Ask a fan of The Mountain Goats what they listen for in the music of John Darnielle and there’s a very good chance their first answer will be words – inventive, potent words that bud to life and stamp their impression on the mind in tune after each brief tune. Ask a fan of Anonymous 4 what they listen for and words might come in 3rd, 4th, maybe 17th on a list of countless wonderful things about them. It has nothing to do with diction or delivery, but rather that the texts performed by Anonymous 4 are part of the cipher that makes their sound so eternal and mysteriously gorgeous; a sonic glimpse into the medieval past that, apart from those of us who happen to be Latin scholars or Capuchin monks, is satisfyingly inscrutable.
It’s no wonder they’re called Anonymous 4, Anonymous IV being the eponymous mystery man whose 13th century treatise on some of the earliest known European composers gives scholars and other folks who nerd out on musical antiquity, the clearest vision of polyphony as it was performed three quarters of a millennium ago. So, words, from the mouth of Darnielle: a comfortingly relatable substance, poetry that articulates the familiar in ways listeners may never have otherwise considered. Words from the mouths of Anonymous 4: a vehicle for some of the most celestial, tightly knit harmony this side of the cosmos. On Saturday, March 24, those words and those voices shared the stage at the Kaufman Center for the penultimate performance of the Ecstatic Music Festival.

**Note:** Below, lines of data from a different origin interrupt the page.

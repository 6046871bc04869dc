//! Platform-side editing state for text fields.
//!
//! The host drives a [`FieldState`] per focused field between builds: key
//! events land here, and the widget only ever sees the resulting text via
//! its forwarded callbacks. Edits respect the behavior props of the field
//! they belong to (`editable`, `max_length`), and all caret and deletion
//! motion snaps to grapheme-cluster boundaries.

use std::ops::Range;

use alcove_core::FieldProps;
use unicode_segmentation::UnicodeSegmentation;
use web_time::{Duration, Instant};

#[derive(Clone, Debug)]
pub struct FieldState {
    pub text: String,
    /// Byte range; start == end means a caret with no selection.
    pub selection: Range<usize>,
    /// Horizontal scroll of the inner content, px.
    pub scroll_offset: f32,
    blink_start: Instant,
}

impl FieldState {
    pub fn new() -> Self {
        Self {
            text: String::new(),
            selection: 0..0,
            scroll_offset: 0.0,
            blink_start: Instant::now(),
        }
    }

    /// Seed from a controlled value, caret at the end.
    pub fn from_props(props: &FieldProps) -> Self {
        let mut st = Self::new();
        if let Some(v) = &props.value {
            st.text = v.clone();
            st.selection = st.text.len()..st.text.len();
        }
        st
    }

    /// Replace the selection with `input`, clipped so the total grapheme
    /// count stays within `props.max_length`. No-op when not editable.
    pub fn insert(&mut self, props: &FieldProps, input: &str) {
        if !props.editable {
            log::debug!("edit ignored: field is not editable");
            return;
        }
        let start = self.selection.start.min(self.text.len());
        let end = self.selection.end.min(self.text.len());

        let input = match props.max_length {
            Some(max) => {
                let kept = self.text[..start].graphemes(true).count()
                    + self.text[end..].graphemes(true).count();
                let room = max.saturating_sub(kept);
                clip_graphemes(input, room)
            }
            None => input,
        };

        self.text.replace_range(start..end, input);
        let caret = start + input.len();
        self.selection = caret..caret;
        self.reset_blink();
    }

    pub fn delete_backward(&mut self, props: &FieldProps) {
        if !props.editable {
            return;
        }
        if self.selection.start == self.selection.end {
            let pos = self.selection.start.min(self.text.len());
            if pos > 0 {
                let prev = prev_grapheme_boundary(&self.text, pos);
                self.text.replace_range(prev..pos, "");
                self.selection = prev..prev;
            }
            self.reset_blink();
        } else {
            self.insert(props, "");
        }
    }

    pub fn delete_forward(&mut self, props: &FieldProps) {
        if !props.editable {
            return;
        }
        if self.selection.start == self.selection.end {
            let pos = self.selection.start.min(self.text.len());
            if pos < self.text.len() {
                let next = next_grapheme_boundary(&self.text, pos);
                self.text.replace_range(pos..next, "");
            }
            self.reset_blink();
        } else {
            self.insert(props, "");
        }
    }

    /// Move the caret by `delta` grapheme clusters; `extend` grows the
    /// selection instead of collapsing it.
    pub fn move_caret(&mut self, delta: isize, extend: bool) {
        let mut pos = self.selection.end.min(self.text.len());
        if delta < 0 {
            for _ in 0..delta.unsigned_abs() {
                pos = prev_grapheme_boundary(&self.text, pos);
            }
        } else {
            for _ in 0..delta as usize {
                pos = next_grapheme_boundary(&self.text, pos);
            }
        }
        if extend {
            self.selection.end = pos;
        } else {
            self.selection = pos..pos;
        }
        self.reset_blink();
    }

    pub fn select_all(&mut self) {
        self.selection = 0..self.text.len();
        self.reset_blink();
    }

    pub fn selected_text(&self) -> &str {
        let start = self.selection.start.min(self.selection.end);
        let end = self.selection.start.max(self.selection.end);
        &self.text[start.min(self.text.len())..end.min(self.text.len())]
    }

    pub fn caret_index(&self) -> usize {
        self.selection.end
    }

    // Keep caret visible inside inner content width
    pub fn ensure_caret_visible(&mut self, caret_x: f32, inner_width: f32) {
        // small 2px inset
        let inset = 2.0;
        let left = self.scroll_offset + inset;
        let right = self.scroll_offset + inner_width - inset;
        if caret_x < left {
            self.scroll_offset = (caret_x - inset).max(0.0);
        } else if caret_x > right {
            self.scroll_offset = (caret_x - inner_width + inset).max(0.0);
        }
    }

    pub fn reset_blink(&mut self) {
        self.blink_start = Instant::now();
    }

    pub fn caret_visible(&self) -> bool {
        const PERIOD: Duration = Duration::from_millis(500);
        ((Instant::now() - self.blink_start).as_millis() / PERIOD.as_millis()) % 2 == 0
    }
}

impl Default for FieldState {
    fn default() -> Self {
        Self::new()
    }
}

fn prev_grapheme_boundary(text: &str, byte: usize) -> usize {
    let mut last = 0usize;
    for (i, _) in text.grapheme_indices(true) {
        if i >= byte {
            break;
        }
        last = i;
    }
    last
}

fn next_grapheme_boundary(text: &str, byte: usize) -> usize {
    for (i, _) in text.grapheme_indices(true) {
        if i > byte {
            return i;
        }
    }
    text.len()
}

/// Longest prefix of `input` holding at most `count` grapheme clusters.
fn clip_graphemes(input: &str, count: usize) -> &str {
    match input.grapheme_indices(true).nth(count) {
        Some((i, _)) => &input[..i],
        None => input,
    }
}

#[cfg(test)]
mod tests {
    use super::*;

    #[test]
    fn test_insert_and_caret() {
        let props = FieldProps::new();
        let mut st = FieldState::new();
        st.insert(&props, "Hello");
        assert_eq!(st.text, "Hello");
        assert_eq!(st.selection, 5..5);
    }

    #[test]
    fn test_insert_replaces_selection() {
        let props = FieldProps::new();
        let mut st = FieldState::new();
        st.insert(&props, "Hello World");
        st.selection = 0..5;
        st.insert(&props, "Hi");
        assert_eq!(st.text, "Hi World");
        assert_eq!(st.selection, 2..2);
    }

    #[test]
    fn test_delete_backward_grapheme() {
        // thumbs up + skin tone is one grapheme cluster
        let props = FieldProps::new();
        let mut st = FieldState::new();
        st.insert(&props, "A👍🏽B");
        st.move_caret(-1, false);
        assert_eq!(st.selection.end, "A👍🏽".len());
        st.delete_backward(&props);
        assert_eq!(st.text, "AB");
        assert_eq!(st.selection, "A".len().."A".len());
    }

    #[test]
    fn test_delete_forward() {
        let props = FieldProps::new();
        let mut st = FieldState::new();
        st.insert(&props, "Hi");
        st.move_caret(-2, false);
        st.delete_forward(&props);
        assert_eq!(st.text, "i");
        assert_eq!(st.selection, 0..0);
    }

    #[test]
    fn test_max_length_clips_insert() {
        let props = FieldProps::new().max_length(5);
        let mut st = FieldState::new();
        st.insert(&props, "Hello World");
        assert_eq!(st.text, "Hello");
        // full field rejects further input but still allows replacement
        st.insert(&props, "!");
        assert_eq!(st.text, "Hello");
        st.select_all();
        st.insert(&props, "Bye");
        assert_eq!(st.text, "Bye");
    }

    #[test]
    fn test_max_length_counts_graphemes() {
        let props = FieldProps::new().max_length(2);
        let mut st = FieldState::new();
        st.insert(&props, "👍🏽👍🏽👍🏽");
        assert_eq!(st.text.graphemes(true).count(), 2);
    }

    #[test]
    fn test_not_editable_rejects_edits() {
        let props = FieldProps::new().editable(false);
        let mut st = FieldState::new();
        st.insert(&props, "nope");
        assert_eq!(st.text, "");
        st.text = "fixed".into();
        st.selection = 5..5;
        st.delete_backward(&props);
        assert_eq!(st.text, "fixed");
    }

    #[test]
    fn test_from_props_seeds_value() {
        let props = FieldProps::new().value("seeded");
        let st = FieldState::from_props(&props);
        assert_eq!(st.text, "seeded");
        assert_eq!(st.selection, 6..6);
    }

    #[test]
    fn test_selection_extend_and_selected_text() {
        let props = FieldProps::new();
        let mut st = FieldState::new();
        st.insert(&props, "Hello");
        st.move_caret(-3, false);
        st.move_caret(2, true);
        assert_eq!(st.selected_text(), "ll");
    }

    #[test]
    fn test_ensure_caret_visible_scrolls_right_then_left() {
        let mut st = FieldState::new();
        st.ensure_caret_visible(150.0, 100.0);
        assert!(st.scroll_offset > 0.0);
        let scrolled = st.scroll_offset;
        st.ensure_caret_visible(0.0, 100.0);
        assert!(st.scroll_offset < scrolled);
        assert_eq!(st.scroll_offset, 0.0);
    }
}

Anonymous 4 took the stage to themselves first, greeted by a packed house primarily clad in plaid flannels. The audience would continue to trickle in throughout the first twenty minutes of the performance, perhaps totally unaware of the scheduled start or totally aware of the fact that The Mountain Goats went on second. There was a marked tenor of repression at the start of the evening that was a mite unsettling. A crowd made up of probably 80% die-hard Darnielle fans, usually a hooting, hollering, lyric echoing, heart-on-their-sleeves mob, instead afflicted by that darn classical etiquette and seemingly prepared to sit on their hands and wait to get to the good stuff. So when Ruth Cunningham, Marsha Genensky, Susan Hellauer, and Jacqueline Horner-Kwiatek were introduced onstage by Darnielle to begin the festivities, there was a feeling like strangers had just swung open the door to the saloon.

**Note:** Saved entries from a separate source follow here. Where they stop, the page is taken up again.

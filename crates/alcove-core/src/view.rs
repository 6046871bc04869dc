use crate::{Color, FieldProps, Modifier};

pub type ViewId = u64;

#[derive(Clone, Debug)]
pub enum ViewKind {
    Box,
    Row,
    Column,
    Text {
        text: String,
        color: Color,
        /// du; converted by the host pipeline
        font_size: f32,
    },
    TextField {
        field: FieldProps,
        color: Color,
        /// device px, already resolved
        font_size: f32,
    },
}

#[derive(Clone, Debug)]
pub struct View {
    pub id: ViewId,
    pub kind: ViewKind,
    pub modifier: Modifier,
    pub children: Vec<View>,
    pub semantics: Option<crate::semantics::Semantics>,
}

impl View {
    pub fn new(id: ViewId, kind: ViewKind) -> Self {
        View {
            id,
            kind,
            modifier: Modifier::default(),
            children: vec![],
            semantics: None,
        }
    }
    pub fn modifier(mut self, m: Modifier) -> Self {
        self.modifier = m;
        self
    }
    pub fn with_children(mut self, kids: Vec<View>) -> Self {
        self.children = kids;
        self
    }
    pub fn semantics(mut self, s: crate::semantics::Semantics) -> Self {
        self.semantics = Some(s);
        self
    }
}
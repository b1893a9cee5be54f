// Application state module
// Bundles configuration with the shared cache handle

use crate::cache::ForecastCache;

use super::types::Config;

/// Application state shared by all request handlers
pub struct AppState {
    pub config: Config,
    pub cache: ForecastCache,
}

impl AppState {
    /// Create `AppState` from loaded configuration
    ///
    /// The cache handle is constructed here but does not connect yet;
    /// the connection is established lazily on first use.
    pub fn new(config: Config) -> Self {
        let cache = ForecastCache::from_config(&config.cache);
        Self { config, cache }
    }
}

The thing is, to the uninitiated Anonymous 4 simply needs to be seen to be believed, a difficult task when the sound that they produce is so harmoniously lilting and clear that a listener is compelled to close their eyes and just bask in it. There is something actually shocking about seeing four flesh and blood humans producing the sounds that they make. Anonymous 4 sounds like stained glass looks: a bevy of lines and colors meticulously crafted and even more meticulously fused together, the finished product containing a sense of perpetuity and a collectively informed knowledge of the past. This was most keenly felt in Lection: Apocalypse 21, based on texts that braced for the world’s end at the turn of the millennium – yeah, the first millennium, as well as two 13th century motets from a codex whose origins lay in a Spanish convent. Not everything sung by Anonymous 4 was a thousand years old, however. Richard Einhorn’s The Scientist does quote Galileo but its repetitious, layered rhythms built something more modern and minimalist, with Anonymous 4’s pristine voices going into and out of phase. There was also John Tavener’s medieval redux The Lord’s Prayer, as well as Wayfaring Stranger and Parting Friends, two relatively new pieces written in the mid 19th century. Each was in English and made for a fantastic segue into the second half of the concert, bringing the audience home and reminding them that not all is Latin and arcane.

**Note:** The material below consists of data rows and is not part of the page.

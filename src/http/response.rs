//! HTTP response building module
//!
//! Provides builders for the handful of response shapes the service
//! needs. Builders never panic: a failed build falls back to a minimal
//! response and logs the error.

use http_body_util::Full;
use hyper::body::Bytes;
use hyper::Response;

use crate::logger;

/// Build 500 Internal Server Error response with a JSON error body
pub fn build_500_response() -> Response<Full<Bytes>> {
    Response::builder()
        .status(500)
        .header("Content-Type", "application/json")
        .body(Full::new(Bytes::from(
            r#"{"error":"Internal server error"}"#,
        )))
        .unwrap_or_else(|_| Response::new(Full::new(Bytes::from("Error"))))
}

/// Build a 200 JSON response from an already-serialized payload
///
/// The forecast endpoint serializes once so the same payload can be
/// written to the cache and returned to the client.
pub fn build_json_body_response(json: String, is_head: bool) -> Response<Full<Bytes>> {
    let content_length = json.len();
    let body = if is_head { Bytes::new() } else { Bytes::from(json) };

    Response::builder()
        .status(200)
        .header("Content-Type", "application/json")
        .header("Content-Length", content_length)
        .body(Full::new(body))
        .unwrap_or_else(|e| {
            log_build_error("JSON", &e);
            Response::new(Full::new(Bytes::new()))
        })
}

/// Build a 200 plain-text response
pub fn build_text_response(content: &'static str, is_head: bool) -> Response<Full<Bytes>> {
    let content_length = content.len();
    let body = if is_head {
        Bytes::new()
    } else {
        Bytes::from(content)
    };

    Response::builder()
        .status(200)
        .header("Content-Type", "text/plain; charset=utf-8")
        .header("Content-Length", content_length)
        .body(Full::new(body))
        .unwrap_or_else(|e| {
            log_build_error("text", &e);
            Response::new(Full::new(Bytes::new()))
        })
}

/// Build a 200 HTML response
pub fn build_html_response(content: &'static str, is_head: bool) -> Response<Full<Bytes>> {
    let content_length = content.len();
    let body = if is_head {
        Bytes::new()
    } else {
        Bytes::from(content)
    };

    Response::builder()
        .status(200)
        .header("Content-Type", "text/html; charset=utf-8")
        .header("Content-Length", content_length)
        .body(Full::new(body))
        .unwrap_or_else(|e| {
            log_build_error("HTML", &e);
            Response::new(Full::new(Bytes::new()))
        })
}

/// Build 404 Not Found response
pub fn build_404_response() -> Response<Full<Bytes>> {
    Response::builder()
        .status(404)
        .header("Content-Type", "text/plain")
        .body(Full::new(Bytes::from("404 Not Found")))
        .unwrap_or_else(|e| {
            log_build_error("404", &e);
            Response::new(Full::new(Bytes::from("404 Not Found")))
        })
}

/// Build 405 Method Not Allowed response
pub fn build_405_response() -> Response<Full<Bytes>> {
    Response::builder()
        .status(405)
        .header("Content-Type", "text/plain")
        .header("Allow", "GET, HEAD, OPTIONS")
        .body(Full::new(Bytes::from("405 Method Not Allowed")))
        .unwrap_or_else(|e| {
            log_build_error("405", &e);
            Response::new(Full::new(Bytes::from("405 Method Not Allowed")))
        })
}

/// Build OPTIONS response (preflight request)
pub fn build_options_response(enable_cors: bool) -> Response<Full<Bytes>> {
    let mut builder = Response::builder()
        .status(204)
        .header("Allow", "GET, HEAD, OPTIONS");

    if enable_cors {
        builder = builder
            .header("Access-Control-Allow-Origin", "*")
            .header("Access-Control-Allow-Methods", "GET, HEAD, OPTIONS")
            .header("Access-Control-Allow-Headers", "Content-Type")
            .header("Access-Control-Max-Age", "86400");
    }

    builder.body(Full::new(Bytes::new())).unwrap_or_else(|e| {
        log_build_error("OPTIONS", &e);
        Response::new(Full::new(Bytes::new()))
    })
}

/// Log response build error
fn log_build_error(status: &str, error: &hyper::http::Error) {
    logger::log_error(&format!("Failed to build {status} response: {error}"));
}

#[cfg(test)]
mod tests {
    use super::*;

    #[test]
    fn test_json_body_response() {
        let resp = build_json_body_response(r#"{"value":7}"#.to_string(), false);
        assert_eq!(resp.status(), 200);
        assert_eq!(
            resp.headers().get("Content-Type").unwrap(),
            "application/json"
        );
    }

    #[test]
    fn test_500_response_is_json() {
        let resp = build_500_response();
        assert_eq!(resp.status(), 500);
        assert_eq!(
            resp.headers().get("Content-Type").unwrap(),
            "application/json"
        );
    }

    #[test]
    fn test_head_strips_body_but_keeps_length() {
        let resp = build_json_body_response(r#"{"value":7}"#.to_string(), true);
        assert_eq!(resp.status(), 200);
        assert_eq!(resp.headers().get("Content-Length").unwrap(), "11");
    }

    #[test]
    fn test_text_response() {
        let resp = build_text_response("Healthy", false);
        assert_eq!(resp.status(), 200);
        assert_eq!(
            resp.headers().get("Content-Type").unwrap(),
            "text/plain; charset=utf-8"
        );
    }

    #[test]
    fn test_404_response() {
        assert_eq!(build_404_response().status(), 404);
    }

    #[test]
    fn test_405_lists_allowed_methods() {
        let resp = build_405_response();
        assert_eq!(resp.status(), 405);
        assert_eq!(resp.headers().get("Allow").unwrap(), "GET, HEAD, OPTIONS");
    }

    #[test]
    fn test_options_without_cors() {
        let resp = build_options_response(false);
        assert_eq!(resp.status(), 204);
        assert!(resp.headers().get("Access-Control-Allow-Origin").is_none());
    }

    #[test]
    fn test_options_with_cors() {
        let resp = build_options_response(true);
        assert_eq!(resp.status(), 204);
        assert_eq!(
            resp.headers().get("Access-Control-Allow-Origin").unwrap(),
            "*"
        );
    }
}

The veil was totally lifted when The Mountain Goats emerged and Darnielle began leafing through pages and pages of lyrics that were sort of in the order listed in the program itself. This shift in character was exemplified by his buzzy acoustic guitar and healthy doses of banter between the songs – each one marked by cleverness and brevity, sometimes by inanity, and sometimes even by heart wrenching morose. Yet there was nothing like defeat in his music or his presence, his kind demeanor illuminated by the stadium rock progressions he giddily smacked out of his guitar while literally hopping in place. Some of the tunes he played were brand new, and one of the most effective was 1 John 4:16, in which he was joined by Owen Pallett (of Final Fantasy fame) on violin. The song’s delicacy was extremely poignant, with Darnielle’s gentle, compellingly un-ambitious piano part tiptoeing through the harmonic progression. Another engaging number was Bride, a song all about the Bride of Frankenstein. “The same electricity that gave us life crackles through the lamp,” sang Darnielle, an amazing line and an amazing moment considering fifteen minutes prior Anonymous 4 had been up there singing music written by people about half a millennium away from even fathoming what electricity is.
When Anonymous 4 joined The Mountain Goats on stage to sing songs from their Transcendental Youth collaboration, Darnielle essentially found himself accompanied by the most amazing backup singers in the history of backup singers. No one ever could have come up with such an arrangement but Darnielle himself, who has been an avid fan of Anonymous 4 for something like twenty years, and no one was more ecstatic about it than he, who showed his hand by blurting out missives like “I can’t even believe this is happening.” Despite his disbelief, the songs, all written by Darnielle (and arranged for guitar, piano, and voice by Pallett), all concerning mental and emotional turmoil in different guises, contained a levity that worked remarkably well in the hands of Anonymous 4, who with their unyielding level of poise and perfection sang lines like “woke up on the floor again, cell-phone stuck to the side of my face.” Spent Gladiator II and the a cappella Lakeside View Apartments Suite captured the best of The Mountain Goats’ effervescently clever lyrics and Anonymous 4’s immaculate harmony. It may not have been classical in the strictest sense of the word, but the contrasts on display made for a wonderfully attractive and affirming way to demonstrate how the old can meet the new. From lyrics by Saint John the Apostle and those about stealing sunscreen from a CVS to the most divine, polished polyphony and a guy who has the look and feel of an open mic maestro. Together they showed what voices from the past could do with words from the present, and the beauty in both was hard to miss.